When I first set out to write a novel and the long lean years drew on, the question I heard most frequently--and annoyingly, I might add--from friends and acquaintances was, "So, have you found a publisher yet?"

Oh, such harmless little words, and still I feel pangs of anxiety from the mere mention of them.

Therefore, I believe it is my right and proper duty--and also my good deed for the day--to clarify a few things, and in the process possibly spare future authors from the same spate of apoplectic fits that I suffered.

1. It must first be finished. If you're writing fiction, unless you're very famous or a previously published author--and by published I do mean published by a serious publishing house, not a vanity press or self-publisher--with at least decent book sales on a previous work, nobody will even look at your unfinished manuscript. To submit fiction, it must be complete. Not half-way finished. Not, "Well, see, here's the general idea and I've written three chapters" finished. Finished, finished. "The End" finished.

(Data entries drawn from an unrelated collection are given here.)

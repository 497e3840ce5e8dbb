#![forbid(unsafe_code)]

//! Shared, version-tracked values with change notification.
//!
//! [`Observable<T>`] is the live state of a bound object's property: a
//! check box's `checked` flag, a line edit's `text`. Handles are cheap to
//! clone and share one value. A [`WeakObservable<T>`] is the non-owning
//! handle a binding keeps, so a registry never extends the lifetime of the
//! objects it watches.
//!
//! # Invariants
//!
//! 1. Version increments exactly once per mutation that changes the value.
//! 2. Setting a value equal to the current value is a no-op (no version
//!    bump, no notification).
//! 3. Subscribers run after the new value is visible through `get()`.

use std::cell::{Cell, RefCell};
use std::rc::{Rc, Weak};

use super::signal::{Signal, Subscription};

struct ObservableInner<T> {
    value: RefCell<T>,
    version: Cell<u64>,
    changed: Signal<T>,
}

/// Shared mutable value with change notification.
pub struct Observable<T> {
    inner: Rc<ObservableInner<T>>,
}

impl<T> Clone for Observable<T> {
    fn clone(&self) -> Self {
        Self {
            inner: Rc::clone(&self.inner),
        }
    }
}

impl<T: std::fmt::Debug> std::fmt::Debug for Observable<T> {
    fn fmt(&self, f: &mut std::fmt::Formatter<'_>) -> std::fmt::Result {
        f.debug_struct("Observable")
            .field("value", &*self.inner.value.borrow())
            .field("version", &self.inner.version.get())
            .finish()
    }
}

impl<T: Clone + PartialEq + 'static> Observable<T> {
    #[must_use]
    pub fn new(value: T) -> Self {
        Self {
            inner: Rc::new(ObservableInner {
                value: RefCell::new(value),
                version: Cell::new(0),
                changed: Signal::new(),
            }),
        }
    }

    /// Clone of the current value.
    #[must_use]
    pub fn get(&self) -> T {
        self.inner.value.borrow().clone()
    }

    /// Borrow the current value without cloning.
    pub fn with<R>(&self, f: impl FnOnce(&T) -> R) -> R {
        f(&self.inner.value.borrow())
    }

    /// Replace the value, notifying subscribers if it changed.
    pub fn set(&self, value: T) {
        {
            let mut slot = self.inner.value.borrow_mut();
            if *slot == value {
                return;
            }
            *slot = value.clone();
        }
        self.inner.version.set(self.inner.version.get() + 1);
        self.inner.changed.emit(&value);
    }

    /// Mutate in place, notifying subscribers if the result differs.
    pub fn update(&self, f: impl FnOnce(&mut T)) {
        let mut next = self.get();
        f(&mut next);
        self.set(next);
    }

    /// Number of effective mutations so far.
    #[must_use]
    pub fn version(&self) -> u64 {
        self.inner.version.get()
    }

    /// Subscribe to value changes.
    pub fn subscribe(&self, callback: impl Fn(&T) + 'static) -> Subscription {
        self.inner.changed.subscribe(callback)
    }

    #[must_use]
    pub fn subscriber_count(&self) -> usize {
        self.inner.changed.subscriber_count()
    }

    /// Non-owning handle to the same value.
    #[must_use]
    pub fn downgrade(&self) -> WeakObservable<T> {
        WeakObservable {
            inner: Rc::downgrade(&self.inner),
        }
    }
}

impl<T: Clone + PartialEq + Default + 'static> Default for Observable<T> {
    fn default() -> Self {
        Self::new(T::default())
    }
}

/// Non-owning handle to an [`Observable`].
pub struct WeakObservable<T> {
    inner: Weak<ObservableInner<T>>,
}

impl<T> Clone for WeakObservable<T> {
    fn clone(&self) -> Self {
        Self {
            inner: Weak::clone(&self.inner),
        }
    }
}

impl<T> std::fmt::Debug for WeakObservable<T> {
    fn fmt(&self, f: &mut std::fmt::Formatter<'_>) -> std::fmt::Result {
        f.debug_struct("WeakObservable")
            .field("alive", &(self.inner.strong_count() > 0))
            .finish()
    }
}

impl<T> WeakObservable<T> {
    /// Strong handle, or `None` once every `Observable` clone was dropped.
    #[must_use]
    pub fn upgrade(&self) -> Option<Observable<T>> {
        self.inner.upgrade().map(|inner| Observable { inner })
    }

    #[must_use]
    pub fn is_alive(&self) -> bool {
        self.inner.strong_count() > 0
    }
}

#[cfg(test)]
mod tests {
    use super::*;

    #[test]
    fn get_set_roundtrip() {
        let obs = Observable::new(false);
        obs.set(true);
        assert!(obs.get());
    }

    #[test]
    fn equal_set_is_noop() {
        let obs = Observable::new(String::from("default"));
        let hits = Rc::new(Cell::new(0));
        let h = Rc::clone(&hits);
        let _sub = obs.subscribe(move |_| h.set(h.get() + 1));

        obs.set("default".to_string());
        assert_eq!(obs.version(), 0);
        assert_eq!(hits.get(), 0);

        obs.set("first edit".to_string());
        assert_eq!(obs.version(), 1);
        assert_eq!(hits.get(), 1);
    }

    #[test]
    fn subscriber_sees_new_value_through_get() {
        let obs = Observable::new(0_i64);
        let seen = Rc::new(Cell::new(-1));
        let reader = obs.clone();
        let s = Rc::clone(&seen);
        let _sub = obs.subscribe(move |_| s.set(reader.get()));

        obs.set(42);
        assert_eq!(seen.get(), 42);
    }

    #[test]
    fn update_mutates_in_place() {
        let obs = Observable::new(vec!["a".to_string()]);
        obs.update(|items| items.push("b".to_string()));
        assert_eq!(obs.get(), vec!["a".to_string(), "b".to_string()]);
        assert_eq!(obs.version(), 1);

        obs.update(|_| {});
        assert_eq!(obs.version(), 1, "no-op update must not bump version");
    }

    #[test]
    fn weak_handle_does_not_keep_value_alive() {
        let obs = Observable::new(1_i64);
        let weak = obs.downgrade();
        assert!(weak.is_alive());
        assert_eq!(weak.upgrade().map(|o| o.get()), Some(1));

        drop(obs);
        assert!(!weak.is_alive());
        assert!(weak.upgrade().is_none());
    }

    #[test]
    fn with_borrows_without_clone() {
        let obs = Observable::new(vec![1, 2, 3]);
        assert_eq!(obs.with(Vec::len), 3);
    }

    mod props {
        use super::*;
        use proptest::prelude::*;

        proptest! {
            #[test]
            fn version_counts_effective_sets(values in prop::collection::vec(0_i64..4, 0..32)) {
                let obs = Observable::new(0_i64);
                let mut last = 0;
                let mut changes = 0_u64;
                for v in values {
                    if v != last {
                        changes += 1;
                        last = v;
                    }
                    obs.set(v);
                }
                prop_assert_eq!(obs.version(), changes);
            }
        }
    }
}
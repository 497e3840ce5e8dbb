#![forbid(unsafe_code)]

//! Settings registry with deferred commit and revert.
//!
//! [`SettingsRegistry`] binds settings keys to live [`Property`] bindings,
//! keeps a default / previous / current value per key, mirrors live edits
//! into a [`ValueStore`], and commits or reverts all pending edits as one
//! batch.
//!
//! ```ignore
//! use tether_settings::SettingsRegistry;
//! use tether_runtime::{MappedProperty, Observable, PropertyBinding};
//!
//! let checked = Observable::new(false);
//! let mut registry = SettingsRegistry::default();
//! registry.register_property("show toolbar", PropertyBinding::new("checked", &checked))?;
//! registry.register_property(
//!     "hide toolbar",
//!     MappedProperty::complement(PropertyBinding::new("checked", &checked)),
//! )?;
//!
//! checked.set(true);
//! assert_eq!(registry.changed_settings(), ["show toolbar", "hide toolbar"]);
//! registry.reset_settings()?;
//! assert!(!checked.get());
//! ```
//!
//! # Modules
//!
//! - [`registry`]: registration, live-edit mirroring, accessors.
//! - [`controller`]: `apply_settings`, `reset_settings`,
//!   `reset_default_settings`.
//! - [`tracker`]: clean/dirty classification.
//! - [`config`]: behaviour switches, optionally loaded from TOML/JSON.
//!
//! [`Property`]: tether_runtime::Property
//! [`ValueStore`]: tether_core::ValueStore

pub mod config;
pub mod controller;
mod entry;
pub mod error;
pub mod options;
pub mod registry;
pub mod tracker;

#[cfg(feature = "config-file")]
pub use config::ConfigError;
pub use config::RegistryConfig;
pub use entry::SettingSnapshot;
pub use error::{PersistenceFailure, PersistenceReport, Result, SettingsError};
pub use options::{Registration, SettingOptions};
pub use registry::{SettingChanged, SettingsRegistry};
pub use tracker::EntryState;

Which means, if your as-of-yet-unknown writer friend is still working on his or her book, the answer is no. No, he or she has not found a publisher yet and he or she would be daft to try. Yes, you're trying to be friendly, but please stop asking because it's crazy-making.

You might wonder why it's necessary to complete a work first. Isn't a good idea worth the time to listen, and doesn't the publisher stand to make billions off your brilliance?

Quite simply: no.

Ideas are free. Ideas are everywhere. And so are unfinished works of fiction.

How many people do you know who have at one point said they were planning to write a book? How many have actually started inking that idea into reality? Perhaps you even have a friend, or know a friend of a friend who has been working on putting into writing a unique, creative and amazing idea for a few years now. Of those, how many people do you know who've actually completed what they set out to write?

Exactly.

That's why a work of fiction has to be finished before anyone will look at it.

* A little side note on the subject of ideas: Telling your author friend that you have a great idea for a book and that if he/she will write it, you'll split the money when it sells is about as logical as telling a house builder that you have a great idea for a house and if he/she will build it, you'll split the money when it sells.

2. Authors don't find publishers, agents find publishers. With very few exceptions, publishers do not accept un-agented manuscripts. This means that your writer friend can try all he or she wants to find a publisher but it's probably not going to do any good.

To have a publisher take a look at your work, it must, for the most part, be submitted through an agent. Why? Is it because people in the publishing industry are lazy, or perhaps because there's some vast agent-conspiracy to corner the publishing market?

Surprising as it may be, publishers insist upon agented manuscripts because they are busy. They have real jobs and work tight deadlines which don't include reading manuscripts. They don't get paid to read the unsold works which come their way, they get paid to bring to market books they have already purchased. Which means that they do much of their manuscript reading on their own time and don't have time to read yours unless it's really, really, really good.

The agent, therefore, is the screening process; the guard at the gate. The agent doesn't get paid unless he or she can sell your book, and he or she won't agree to represent what can't be sold.

With only a fraction of the people who set out to write a book actually completing one, it almost boggles the mind to realize that the hundreds of emails a week the average agent receives from authors asking to be represented.

As you might imagine, with such inundation it's not easy for a first-time author to stand from the masses and secure representation. However, it is a tedious and time-consuming rite of passage that must, almost without exception, be endured on the road to publication.

Agent rejections come aplenty, and no matter how nicely written, they can be devastating. Even though you're now smart enough to avoid asking the fledgling author if he/she has found a publisher, you might also want to tread lightly when inquiring about the agent search. If your friend gets representation, you'll know. Trust me, you'll know.